## Task details
Wherever the string "struct" shows up in the records below, return that line.
+++ Records +++
//! Field extractors layered on [`Cursor`].
//!
//! Both extractors advance the cursor they are given and never look past its
//! limit. Neither allocates.

use crate::errors::ExtractError;
use crate::scanner::Cursor;

/// Copies the next quoted string into `dest`, followed by a NUL terminator.
///
/// Skips forward to the first `"`, captures bytes up to the next `"`, and
/// returns the captured length. Escapes are not interpreted. Fails with
/// [`ExtractError::Overflow`] when `len + 1 > dest.len()`, in which case
/// `dest` is untouched. On success the cursor sits past the closing quote.
pub fn read_quoted_string(cur: &mut Cursor<'_>, dest: &mut [u8]) -> Result<usize, ExtractError> {
    if !cur.seek_byte(b'"') {
        return Err(ExtractError::Malformed);
    }
    cur.bump();

    let body = cur.rest();
    let Some(len) = body.iter().position(|&b| b == b'"') else {
        cur.seek(cur.limit());
        return Err(ExtractError::Malformed);
    };

    if len >= dest.len() {
        return Err(ExtractError::Overflow {
            needed: len,
            capacity: dest.len(),
        });
    }

    let (captured, terminator) = dest.split_at_mut(len);
    captured.copy_from_slice(&body[..len]);
    if let Some(t) = terminator.first_mut() {
        *t = 0;
    }
    cur.advance(len + 1);
    Ok(len)
}

/// Reads a restricted decimal numeral: digits with optional `.` fraction.
///
/// Leading space/tab/newline is skipped. Integer digits accumulate as
/// `acc * 10 + d`; each fractional digit adds `d * w` with `w` starting at
/// 0.1 and multiplied by 0.1 per digit, all in `f32`. A later `.` is
/// accepted and changes nothing. Scanning stops at the first byte that is
/// neither a digit nor `.`; no sign or exponent is recognised. Returns 0.0
/// when no digits were seen.
pub fn read_decimal(cur: &mut Cursor<'_>) -> f32 {
    cur.skip_while(|b| matches!(b, b' ' | b'\n' | b'\t'));

    let mut result = 0.0f32;
    let mut weight = 0.1f32;
    let mut seen_dot = false;

    while let Some(b) = cur.peek() {
        match b {
            b'.' => seen_dot = true,
            b'0'..=b'9' => {
                let digit = f32::from(b - b'0');
                if seen_dot {
                    result += digit * weight;
                    weight *= 0.1;
                } else {
                    result = result * 10.0 + digit;
                }
            }
            _ => break,
        }
        cur.bump();
    }
    result
}
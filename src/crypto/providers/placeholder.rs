//! Fixed-marker signer.
//!
//! Emits the same marker for every payload. Output signed this way carries
//! no cryptographic assurance; it keeps the wire format byte-compatible
//! with clients that only check for the marker's presence.

use crate::crypto::errors::CryptoError;
use crate::crypto::{AttestationSigner, SignatureBytes};

pub const PLACEHOLDER_SIGNATURE: &str = "FAKE_SIGNATURE_FROM_TA";

pub struct PlaceholderSigner;

impl AttestationSigner for PlaceholderSigner {
    fn signer_id(&self) -> &'static str {
        "placeholder"
    }

    fn sign(&self, _payload: &[u8]) -> Result<SignatureBytes, CryptoError> {
        Ok(SignatureBytes(PLACEHOLDER_SIGNATURE.as_bytes().to_vec()))
    }

    fn render(&self, signature: &SignatureBytes) -> String {
        String::from_utf8_lossy(&signature.0).into_owned()
    }
}
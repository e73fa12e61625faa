//! Ed25519 attestation using `ed25519-dalek`.
//!
//! Signing uses a 32-byte seed supplied by the host. Verification uses
//! `verify_strict()`, which rejects weak public keys and non-canonical
//! signatures.

use ed25519_dalek::{Signature, Signer, SigningKey, VerifyingKey};
use sha2::{Digest, Sha256};

use crate::crypto::errors::CryptoError;
use crate::crypto::{AttestationSigner, PublicKeyBytes, SignatureBytes, SigningSeed, VerificationResult};

/// Ed25519 signer. The expanded key is zeroized on drop by `ed25519-dalek`.
pub struct Ed25519Signer {
    key: SigningKey,
}

impl Ed25519Signer {
    pub fn from_seed(seed: &SigningSeed) -> Self {
        Self {
            key: SigningKey::from_bytes(seed.as_bytes()),
        }
    }

    pub fn public_key(&self) -> PublicKeyBytes {
        PublicKeyBytes(self.key.verifying_key().to_bytes().to_vec())
    }

    /// `sha256:<hex>` of the raw public key.
    pub fn key_id(&self) -> String {
        key_id(&self.public_key())
    }
}

impl AttestationSigner for Ed25519Signer {
    fn signer_id(&self) -> &'static str {
        "ed25519"
    }

    fn sign(&self, payload: &[u8]) -> Result<SignatureBytes, CryptoError> {
        let sig = self
            .key
            .try_sign(payload)
            .map_err(|e| CryptoError::SigningFailed {
                signer: "ed25519".into(),
                reason: e.to_string(),
            })?;
        Ok(SignatureBytes(sig.to_bytes().to_vec()))
    }
}

/// Stable identifier for a public key: `sha256:` + lowercase hex digest.
pub fn key_id(public_key: &PublicKeyBytes) -> String {
    format!("sha256:{}", hex::encode(Sha256::digest(&public_key.0)))
}

/// Verifies `signature` over `message`.
///
/// Malformed keys are an error; a malformed or non-matching signature is
/// `Ok(Invalid)`.
pub fn verify(
    public_key: &PublicKeyBytes,
    message: &[u8],
    signature: &SignatureBytes,
) -> Result<VerificationResult, CryptoError> {
    let pk_bytes: &[u8; 32] = public_key.0.as_slice().try_into().map_err(|_| {
        CryptoError::InvalidKeyMaterial(format!(
            "Ed25519 public key must be 32 bytes, got {}",
            public_key.0.len()
        ))
    })?;

    let vk = VerifyingKey::from_bytes(pk_bytes)
        .map_err(|e| CryptoError::InvalidKeyMaterial(format!("invalid Ed25519 public key: {e}")))?;

    let Ok(sig) = Signature::from_slice(&signature.0) else {
        return Ok(VerificationResult::Invalid {
            reason: format!("signature must be 64 bytes, got {}", signature.0.len()),
        });
    };

    match vk.verify_strict(message, &sig) {
        Ok(()) => Ok(VerificationResult::Valid),
        Err(_) => Ok(VerificationResult::Invalid {
            reason: "Ed25519 signature verification failed".into(),
        }),
    }
}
+++
## Solution for this exercise
pub struct PlaceholderSigner;
pub struct Ed25519Signer {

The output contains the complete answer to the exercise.